Fairness & Accuracy In Reporting (FAIR) is effective in challenging many errors and disinformation in the media. But, note that their challenges often result in retractions or corrections made by the erring media after the headlines have of misinformation have done their damage. Still, I believe the role of FAIR is an important one and should be supported by all who desire to maintain honesty and integrity in media reporting. Following (in blue) are some of the accomplishments of FAIR which are considerable, and are drawn from their website.

When the New York Times and NPR severely downplayed and undercounted anti-war activists in Washington DC, FAIR activists spoke up. What happened? NPR corrected their report, and the New York Times actually ran a new, more accurate story four days later.

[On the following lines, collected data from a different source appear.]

// SPDX-FileCopyrightText: 2026 Brandmeet Contributors
// SPDX-License-Identifier: MIT OR Apache-2.0

//! In-memory mock backend for deterministic testing.
//!
//! Tables are plain vectors behind a mutex. Inserted messages are assigned
//! ids and strictly increasing timestamps, and (like the hosted backend)
//! fan out as realtime insert events to open subscriptions. `fail_writes`
//! and `fail_reads` flip every matching operation into an error so failure
//! paths can be exercised.

use std::sync::Arc;
use std::sync::atomic::{AtomicUsize, Ordering};

use async_trait::async_trait;
use chrono::{DateTime, Duration, TimeZone, Utc};
use tokio::sync::{Mutex, broadcast, mpsc};
use uuid::Uuid;

use brandmeet_core::error::BrandmeetError;
use brandmeet_core::traits::{
    AuthBackend, BrandPatch, CreatorPatch, MessageSubscription, NewMessage, ObjectStore,
    RealtimeBackend, TableBackend,
};
use brandmeet_core::types::{
    AuthEvent, BrandProfile, ChangeKind, CreatorProfile, Message, MessageChangeEvent, Profile,
    ProfileId, Role, Session, UserId,
};

/// A captured object-store upload.
#[derive(Debug, Clone, PartialEq)]
pub struct CapturedUpload {
    pub bucket: String,
    pub path: String,
    pub bytes: Vec<u8>,
    pub content_type: String,
}

#[derive(Default)]
struct State {
    session: Option<Session>,
    brands: Vec<BrandProfile>,
    creators: Vec<CreatorProfile>,
    messages: Vec<Message>,
    uploads: Vec<CapturedUpload>,
    subscribers: Vec<mpsc::Sender<MessageChangeEvent>>,
    fail_reads: bool,
    fail_writes: bool,
    next_seq: i64,
}

/// In-memory backend implementing all four adapter traits.
pub struct MockBackend {
    state: Arc<Mutex<State>>,
    auth_tx: broadcast::Sender<AuthEvent>,
    subscribes: Arc<AtomicUsize>,
    unsubscribes: Arc<AtomicUsize>,
}

impl MockBackend {
    pub fn new() -> Self {
        let (auth_tx, _) = broadcast::channel(16);
        Self {
            state: Arc::new(Mutex::new(State::default())),
            auth_tx,
            subscribes: Arc::new(AtomicUsize::new(0)),
            unsubscribes: Arc::new(AtomicUsize::new(0)),
        }
    }

    /// Deterministic timestamps: epoch-anchored, one second apart.
    fn timestamp(seq: i64) -> DateTime<Utc> {
        Utc.with_ymd_and_hms(2026, 1, 1, 0, 0, 0).unwrap() + Duration::seconds(seq)
    }

    /// Seeds a signed-in session for `user`.
    pub async fn with_session(self, user: UserId) -> Self {
        self.state.lock().await.session = Some(Session {
            user_id: user,
            access_token: format!("mock-token-{user}"),
            expires_at: None,
        });
        self
    }

    /// Inserts a brand row and returns it.
    pub async fn add_brand(&self, user: UserId, name: &str) -> BrandProfile {
        let mut state = self.state.lock().await;
        state.next_seq += 1;
        let row = BrandProfile {
            id: ProfileId(Uuid::new_v4()),
            user_id: user,
            name: name.into(),
            description: None,
            image_url: None,
            website_url: None,
            created_at: Self::timestamp(state.next_seq),
        };
        state.brands.push(row.clone());
        row
    }

    /// Inserts a creator row and returns it.
    pub async fn add_creator(&self, user: UserId, name: &str) -> CreatorProfile {
        let mut state = self.state.lock().await;
        state.next_seq += 1;
        let row = CreatorProfile {
            id: ProfileId(Uuid::new_v4()),
            user_id: user,
            name: name.into(),
            bio: None,
            image_url: None,
            instagram_link: None,
            twitter_link: None,
            youtube_link: None,
            created_at: Self::timestamp(state.next_seq),
        };
        state.creators.push(row.clone());
        row
    }

    /// Inserts a message row directly (no realtime fan-out), returning it.
    pub async fn add_message(&self, sender: UserId, receiver: UserId, content: &str) -> Message {
        let mut state = self.state.lock().await;
        state.next_seq += 1;
        let row = Message {
            id: Uuid::new_v4(),
            sender_id: sender,
            receiver_id: receiver,
            content: content.into(),
            created_at: Self::timestamp(state.next_seq),
        };
        state.messages.push(row.clone());
        row
    }

    /// Pushes a change event to every open subscription.
    pub async fn inject_change(&self, event: MessageChangeEvent) {
        let state = self.state.lock().await;
        for tx in &state.subscribers {
            let _ = tx.try_send(event.clone());
        }
    }

    /// All message rows currently stored, in insertion order.
    pub async fn stored_messages(&self) -> Vec<Message> {
        self.state.lock().await.messages.clone()
    }

    /// All captured uploads.
    pub async fn uploads(&self) -> Vec<CapturedUpload> {
        self.state.lock().await.uploads.clone()
    }

    /// The brand row owned by `user`, if any (test assertion helper).
    pub async fn stored_brand(&self, user: UserId) -> Option<BrandProfile> {
        self.state
            .lock()
            .await
            .brands
            .iter()
            .find(|b| b.user_id == user)
            .cloned()
    }

    /// The creator row owned by `user`, if any (test assertion helper).
    pub async fn stored_creator(&self, user: UserId) -> Option<CreatorProfile> {
        self.state
            .lock()
            .await
            .creators
            .iter()
            .find(|c| c.user_id == user)
            .cloned()
    }

    /// Makes every read operation fail until cleared.
    pub async fn fail_reads(&self, fail: bool) {
        self.state.lock().await.fail_reads = fail;
    }

    /// Makes every write operation fail until cleared.
    pub async fn fail_writes(&self, fail: bool) {
        self.state.lock().await.fail_writes = fail;
    }

    pub fn subscribe_count(&self) -> usize {
        self.subscribes.load(Ordering::SeqCst)
    }

    pub fn unsubscribe_count(&self) -> usize {
        self.unsubscribes.load(Ordering::SeqCst)
    }

    async fn check_read(&self) -> Result<(), BrandmeetError> {
        if self.state.lock().await.fail_reads {
            Err(BrandmeetError::backend_msg("mock read failure"))
        } else {
            Ok(())
        }
    }

    async fn check_write(&self) -> Result<(), BrandmeetError> {
        if self.state.lock().await.fail_writes {
            Err(BrandmeetError::backend_msg("mock write failure"))
        } else {
            Ok(())
        }
    }
}

impl Default for MockBackend {
    fn default() -> Self {
        Self::new()
    }
}

#[async_trait]
impl AuthBackend for MockBackend {
    async fn sign_in_with_password(
        &self,
        email: &str,
        _password: &str,
    ) -> Result<Session, BrandmeetError> {
        let mut state = self.state.lock().await;
        // Reuse a seeded identity so tests can prepare rows up front.
        let user_id = state
            .session
            .as_ref()
            .map(|s| s.user_id)
            .unwrap_or_else(|| UserId(Uuid::new_v4()));
        let session = Session {
            user_id,
            access_token: format!("mock-token-{email}"),
            expires_at: None,
        };
        state.session = Some(session.clone());
        drop(state);
        let _ = self.auth_tx.send(AuthEvent::SignedIn(session.clone()));
        Ok(session)
    }

    async fn current_session(&self) -> Result<Option<Session>, BrandmeetError> {
        Ok(self.state.lock().await.session.clone())
    }

    async fn sign_out(&self) -> Result<(), BrandmeetError> {
        self.state.lock().await.session = None;
        let _ = self.auth_tx.send(AuthEvent::SignedOut);
        Ok(())
    }

    fn auth_events(&self) -> broadcast::Receiver<AuthEvent> {
        self.auth_tx.subscribe()
    }
}

#[async_trait]
impl TableBackend for MockBackend {
    async fn messages_for(&self, user: UserId) -> Result<Vec<Message>, BrandmeetError> {
        self.check_read().await?;
        let mut rows: Vec<Message> = self
            .state
            .lock()
            .await
            .messages
            .iter()
            .filter(|m| m.sender_id == user || m.receiver_id == user)
            .cloned()
            .collect();
        rows.sort_by_key(|m| m.created_at);
        Ok(rows)
    }

    async fn insert_message(&self, new: NewMessage) -> Result<Message, BrandmeetError> {
        self.check_write().await?;
        let row = {
            let mut state = self.state.lock().await;
            state.next_seq += 1;
            let row = Message {
                id: Uuid::new_v4(),
                sender_id: new.sender_id,
                receiver_id: new.receiver_id,
                content: new.content,
                created_at: Self::timestamp(state.next_seq),
            };
            state.messages.push(row.clone());
            row
        };
        // The hosted backend notifies subscribers of committed inserts.
        self.inject_change(MessageChangeEvent {
            kind: ChangeKind::Insert,
            row: Some(row.clone()),
        })
        .await;
        Ok(row)
    }

    async fn brand_by_user(&self, user: UserId) -> Result<Option<BrandProfile>, BrandmeetError> {
        self.check_read().await?;
        Ok(self.stored_brand(user).await)
    }

    async fn creator_by_user(
        &self,
        user: UserId,
    ) -> Result<Option<CreatorProfile>, BrandmeetError> {
        self.check_read().await?;
        Ok(self.stored_creator(user).await)
    }

    async fn brands_by_users(
        &self,
        users: &[UserId],
    ) -> Result<Vec<BrandProfile>, BrandmeetError> {
        self.check_read().await?;
        Ok(self
            .state
            .lock()
            .await
            .brands
            .iter()
            .filter(|b| users.contains(&b.user_id))
            .cloned()
            .collect())
    }

    async fn creators_by_users(
        &self,
        users: &[UserId],
    ) -> Result<Vec<CreatorProfile>, BrandmeetError> {
        self.check_read().await?;
        Ok(self
            .state
            .lock()
            .await
            .creators
            .iter()
            .filter(|c| users.contains(&c.user_id))
            .cloned()
            .collect())
    }

    async fn search_profiles(
        &self,
        role: Role,
        name_contains: Option<&str>,
        limit: u32,
    ) -> Result<Vec<Profile>, BrandmeetError> {
        self.check_read().await?;
        let needle = name_contains.map(|n| n.to_lowercase());
        let matches = |name: &str| match &needle {
            Some(needle) => name.to_lowercase().contains(needle),
            None => true,
        };

        let state = self.state.lock().await;
        let mut profiles: Vec<Profile> = match role {
            Role::Brand => state
                .brands
                .iter()
                .filter(|b| matches(&b.name))
                .cloned()
                .map(Profile::Brand)
                .collect(),
            Role::Creator => state
                .creators
                .iter()
                .filter(|c| matches(&c.name))
                .cloned()
                .map(Profile::Creator)
                .collect(),
        };
        profiles.sort_by(|a, b| {
            let at = match a {
                Profile::Brand(p) => p.created_at,
                Profile::Creator(p) => p.created_at,
            };
            let bt = match b {
                Profile::Brand(p) => p.created_at,
                Profile::Creator(p) => p.created_at,
            };
            bt.cmp(&at)
        });
        profiles.truncate(limit as usize);
        Ok(profiles)
    }

    async fn profile_by_id(
        &self,
        role: Role,
        id: ProfileId,
    ) -> Result<Option<Profile>, BrandmeetError> {
        self.check_read().await?;
        let state = self.state.lock().await;
        Ok(match role {
            Role::Brand => state
                .brands
                .iter()
                .find(|b| b.id == id)
                .cloned()
                .map(Profile::Brand),
            Role::Creator => state
                .creators
                .iter()
                .find(|c| c.id == id)
                .cloned()
                .map(Profile::Creator),
        })
    }

    async fn insert_profile(
        &self,
        role: Role,
        user: UserId,
        name: &str,
    ) -> Result<Profile, BrandmeetError> {
        self.check_write().await?;
        Ok(match role {
            Role::Brand => Profile::Brand(self.add_brand(user, name).await),
            Role::Creator => Profile::Creator(self.add_creator(user, name).await),
        })
    }

    async fn update_brand(&self, user: UserId, patch: BrandPatch) -> Result<(), BrandmeetError> {
        self.check_write().await?;
        let mut state = self.state.lock().await;
        let Some(row) = state.brands.iter_mut().find(|b| b.user_id == user) else {
            return Err(BrandmeetError::backend_msg("no brand row for user"));
        };
        if let Some(name) = patch.name {
            row.name = name;
        }
        if patch.description.is_some() {
            row.description = patch.description;
        }
        if patch.image_url.is_some() {
            row.image_url = patch.image_url;
        }
        if patch.website_url.is_some() {
            row.website_url = patch.website_url;
        }
        Ok(())
    }

    async fn update_creator(
        &self,
        user: UserId,
        patch: CreatorPatch,
    ) -> Result<(), BrandmeetError> {
        self.check_write().await?;
        let mut state = self.state.lock().await;
        let Some(row) = state.creators.iter_mut().find(|c| c.user_id == user) else {
            return Err(BrandmeetError::backend_msg("no creator row for user"));
        };
        if let Some(name) = patch.name {
            row.name = name;
        }
        if patch.bio.is_some() {
            row.bio = patch.bio;
        }
        if patch.image_url.is_some() {
            row.image_url = patch.image_url;
        }
        if patch.instagram_link.is_some() {
            row.instagram_link = patch.instagram_link;
        }
        if patch.twitter_link.is_some() {
            row.twitter_link = patch.twitter_link;
        }
        if patch.youtube_link.is_some() {
            row.youtube_link = patch.youtube_link;
        }
        Ok(())
    }
}

#[async_trait]
impl ObjectStore for MockBackend {
    async fn upload(
        &self,
        bucket: &str,
        path: &str,
        bytes: Vec<u8>,
        content_type: &str,
    ) -> Result<(), BrandmeetError> {
        self.check_write().await?;
        self.state.lock().await.uploads.push(CapturedUpload {
            bucket: bucket.into(),
            path: path.into(),
            bytes,
            content_type: content_type.into(),
        });
        Ok(())
    }

    fn public_url(&self, bucket: &str, path: &str) -> String {
        format!("mock://storage/{bucket}/{path}")
    }
}

#[async_trait]
impl RealtimeBackend for MockBackend {
    async fn subscribe_messages(
        &self,
        _user: UserId,
    ) -> Result<MessageSubscription, BrandmeetError> {
        let (tx, rx) = mpsc::channel(32);
        self.state.lock().await.subscribers.push(tx);
        self.subscribes.fetch_add(1, Ordering::SeqCst);
        let unsubscribes = self.unsubscribes.clone();
        Ok(MessageSubscription::new(rx, move || {
            unsubscribes.fetch_add(1, Ordering::SeqCst);
        }))
    }
}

  • After FAIR activists wrote to the Washington Post to urge them to devote more attention to anti-war sentiment (9/30/02), the paper's ombudsman agreed: "I'm in agreement with the readers on these complaints. Whatever one thinks about the wisdom of a new war, once it starts it is too late to air arguments that should have been aired before."

  • When the Venezuelan military temporarily removed Hugo Chavez from power in April, many U.S. newspapers actually editorialized in favor of the coup, and the Chicago Tribune falsely claimed that Chavez had "prais[ed] Osama bin Laden." FAIR pointed out the error and the anti-democratic nature of these arguments, prompting the Tribune to run a correction.

  • When Bernard Goldberg's book "Bias" reopened the debate over the supposed liberal bias in the news media, FAIR issued a prompt critique of his work. Thanks in part to years of FAIR's work, pundits with access to the mainstream debate are beginning to acknowledge that the real bias in media is against the left.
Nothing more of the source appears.